Recorded information Block Start

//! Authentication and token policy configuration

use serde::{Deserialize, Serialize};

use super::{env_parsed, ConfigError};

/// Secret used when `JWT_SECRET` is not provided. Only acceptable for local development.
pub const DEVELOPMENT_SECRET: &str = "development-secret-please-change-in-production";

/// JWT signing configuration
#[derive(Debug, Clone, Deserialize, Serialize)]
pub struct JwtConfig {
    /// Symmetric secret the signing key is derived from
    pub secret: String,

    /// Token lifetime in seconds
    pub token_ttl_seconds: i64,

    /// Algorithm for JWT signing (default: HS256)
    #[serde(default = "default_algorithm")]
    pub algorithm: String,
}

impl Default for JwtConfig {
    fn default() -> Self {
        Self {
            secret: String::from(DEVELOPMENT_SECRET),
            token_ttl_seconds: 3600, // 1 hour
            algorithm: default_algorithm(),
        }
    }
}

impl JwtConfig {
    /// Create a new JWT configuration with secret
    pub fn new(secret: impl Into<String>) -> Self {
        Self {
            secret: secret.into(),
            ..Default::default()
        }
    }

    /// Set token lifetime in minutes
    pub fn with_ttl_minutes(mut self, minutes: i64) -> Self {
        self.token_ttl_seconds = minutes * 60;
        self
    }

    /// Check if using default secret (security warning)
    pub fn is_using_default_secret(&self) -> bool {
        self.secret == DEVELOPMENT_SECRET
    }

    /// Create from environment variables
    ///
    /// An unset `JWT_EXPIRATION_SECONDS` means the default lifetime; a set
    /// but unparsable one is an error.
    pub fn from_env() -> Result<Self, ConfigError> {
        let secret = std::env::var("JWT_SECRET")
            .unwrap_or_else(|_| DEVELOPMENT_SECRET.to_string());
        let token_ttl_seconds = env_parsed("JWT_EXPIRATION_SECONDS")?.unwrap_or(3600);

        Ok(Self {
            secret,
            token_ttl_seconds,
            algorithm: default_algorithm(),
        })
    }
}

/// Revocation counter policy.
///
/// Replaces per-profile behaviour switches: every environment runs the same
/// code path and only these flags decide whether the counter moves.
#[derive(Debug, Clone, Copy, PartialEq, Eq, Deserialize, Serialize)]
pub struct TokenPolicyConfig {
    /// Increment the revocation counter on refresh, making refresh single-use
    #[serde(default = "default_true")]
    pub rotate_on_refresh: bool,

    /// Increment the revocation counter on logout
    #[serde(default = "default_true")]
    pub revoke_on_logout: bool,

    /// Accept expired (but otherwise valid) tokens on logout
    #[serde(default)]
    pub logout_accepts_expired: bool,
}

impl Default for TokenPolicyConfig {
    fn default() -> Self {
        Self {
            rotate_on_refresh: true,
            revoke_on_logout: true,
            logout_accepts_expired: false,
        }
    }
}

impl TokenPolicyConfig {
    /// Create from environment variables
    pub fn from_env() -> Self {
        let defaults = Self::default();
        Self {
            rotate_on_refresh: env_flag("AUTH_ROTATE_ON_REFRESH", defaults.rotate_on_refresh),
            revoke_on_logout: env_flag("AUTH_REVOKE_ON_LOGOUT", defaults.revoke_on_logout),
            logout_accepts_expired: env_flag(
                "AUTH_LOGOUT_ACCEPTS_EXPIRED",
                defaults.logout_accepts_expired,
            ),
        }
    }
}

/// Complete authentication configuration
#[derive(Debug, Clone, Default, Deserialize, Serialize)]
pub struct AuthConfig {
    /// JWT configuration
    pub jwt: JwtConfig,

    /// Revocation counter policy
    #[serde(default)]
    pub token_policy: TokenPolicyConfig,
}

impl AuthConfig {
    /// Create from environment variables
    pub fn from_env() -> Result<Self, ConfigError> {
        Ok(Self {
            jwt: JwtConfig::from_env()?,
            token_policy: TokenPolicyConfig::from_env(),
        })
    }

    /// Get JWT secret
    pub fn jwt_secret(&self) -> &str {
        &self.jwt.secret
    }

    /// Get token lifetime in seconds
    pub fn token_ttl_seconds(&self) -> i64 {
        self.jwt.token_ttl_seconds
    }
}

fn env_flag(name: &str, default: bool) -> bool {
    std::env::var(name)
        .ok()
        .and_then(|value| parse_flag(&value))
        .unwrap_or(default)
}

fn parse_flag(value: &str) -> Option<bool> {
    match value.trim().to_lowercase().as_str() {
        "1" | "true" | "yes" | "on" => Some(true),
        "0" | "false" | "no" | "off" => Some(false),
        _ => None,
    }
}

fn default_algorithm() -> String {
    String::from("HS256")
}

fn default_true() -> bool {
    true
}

Recorded information Block End

▶ [Instructions for the task] When you retype the entries above, keep every line identical to the source.

▶ [Task result]
//! Authentication and token policy configuration

use serde::{Deserialize, Serialize};

use super::{env_parsed, ConfigError};

/// Secret used when `JWT_SECRET` is not provided. Only acceptable for local development.
pub const DEVELOPMENT_SECRET: &str = "development-secret-please-change-in-production";

/// JWT signing configuration
#[derive(Debug, Clone, Deserialize, Serialize)]
pub struct JwtConfig {
    /// Symmetric secret the signing key is derived from
    pub secret: String,

    /// Token lifetime in seconds
    pub token_ttl_seconds: i64,

    /// Algorithm for JWT signing (default: HS256)
    #[serde(default = "default_algorithm")]
    pub algorithm: String,
}

impl Default for JwtConfig {
    fn default() -> Self {
        Self {
            secret: String::from(DEVELOPMENT_SECRET),
            token_ttl_seconds: 3600, // 1 hour
            algorithm: default_algorithm(),
        }
    }
}

impl JwtConfig {
    /// Create a new JWT configuration with secret
    pub fn new(secret: impl Into<String>) -> Self {
        Self {
            secret: secret.into(),
            ..Default::default()
        }
    }

    /// Set token lifetime in minutes
    pub fn with_ttl_minutes(mut self, minutes: i64) -> Self {
        self.token_ttl_seconds = minutes * 60;
        self
    }

    /// Check if using default secret (security warning)
    pub fn is_using_default_secret(&self) -> bool {
        self.secret == DEVELOPMENT_SECRET
    }

    /// Create from environment variables
    ///
    /// An unset `JWT_EXPIRATION_SECONDS` means the default lifetime; a set
    /// but unparsable one is an error.
    pub fn from_env() -> Result<Self, ConfigError> {
        let secret = std::env::var("JWT_SECRET")
            .unwrap_or_else(|_| DEVELOPMENT_SECRET.to_string());
        let token_ttl_seconds = env_parsed("JWT_EXPIRATION_SECONDS")?.unwrap_or(3600);

        Ok(Self {
            secret,
            token_ttl_seconds,
            algorithm: default_algorithm(),
        })
    }
}

/// Revocation counter policy.
///
/// Replaces per-profile behaviour switches: every environment runs the same
/// code path and only these flags decide whether the counter moves.
#[derive(Debug, Clone, Copy, PartialEq, Eq, Deserialize, Serialize)]
pub struct TokenPolicyConfig {
    /// Increment the revocation counter on refresh, making refresh single-use
    #[serde(default = "default_true")]
    pub rotate_on_refresh: bool,

    /// Increment the revocation counter on logout
    #[serde(default = "default_true")]
    pub revoke_on_logout: bool,

    /// Accept expired (but otherwise valid) tokens on logout
    #[serde(default)]
    pub logout_accepts_expired: bool,
}

impl Default for TokenPolicyConfig {
    fn default() -> Self {
        Self {
            rotate_on_refresh: true,
            revoke_on_logout: true,
            logout_accepts_expired: false,
        }
    }
}

impl TokenPolicyConfig {
    /// Create from environment variables
    pub fn from_env() -> Self {
        let defaults = Self::default();
        Self {
            rotate_on_refresh: env_flag("AUTH_ROTATE_ON_REFRESH", defaults.rotate_on_refresh),
            revoke_on_logout: env_flag("AUTH_REVOKE_ON_LOGOUT", defaults.revoke_on_logout),
            logout_accepts_expired: env_flag(
                "AUTH_LOGOUT_ACCEPTS_EXPIRED",
                defaults.logout_accepts_expired,
            ),
        }
    }
}

/// Complete authentication configuration
#[derive(Debug, Clone, Default, Deserialize, Serialize)]
pub struct AuthConfig {
    /// JWT configuration
    pub jwt: JwtConfig,

    /// Revocation counter policy
    #[serde(default)]
    pub token_policy: TokenPolicyConfig,
}

impl AuthConfig {
    /// Create from environment variables
    pub fn from_env() -> Result<Self, ConfigError> {
        Ok(Self {
            jwt: JwtConfig::from_env()?,
            token_policy: TokenPolicyConfig::from_env(),
        })
    }

    /// Get JWT secret
    pub fn jwt_secret(&self) -> &str {
        &self.jwt.secret
    }

    /// Get token lifetime in seconds
    pub fn token_ttl_seconds(&self) -> i64 {
        self.jwt.token_ttl_seconds
    }
}

fn env_flag(name: &str, default: bool) -> bool {
    std::env::var(name)
        .ok()
        .and_then(|value| parse_flag(&value))
        .unwrap_or(default)
}

fn parse_flag(value: &str) -> Option<bool> {
    match value.trim().to_lowercase().as_str() {
        "1" | "true" | "yes" | "on" => Some(true),
        "0" | "false" | "no" | "off" => Some(false),
        _ => None,
    }
}

fn default_algorithm() -> String {
    String::from("HS256")
}

fn default_true() -> bool {
    true
}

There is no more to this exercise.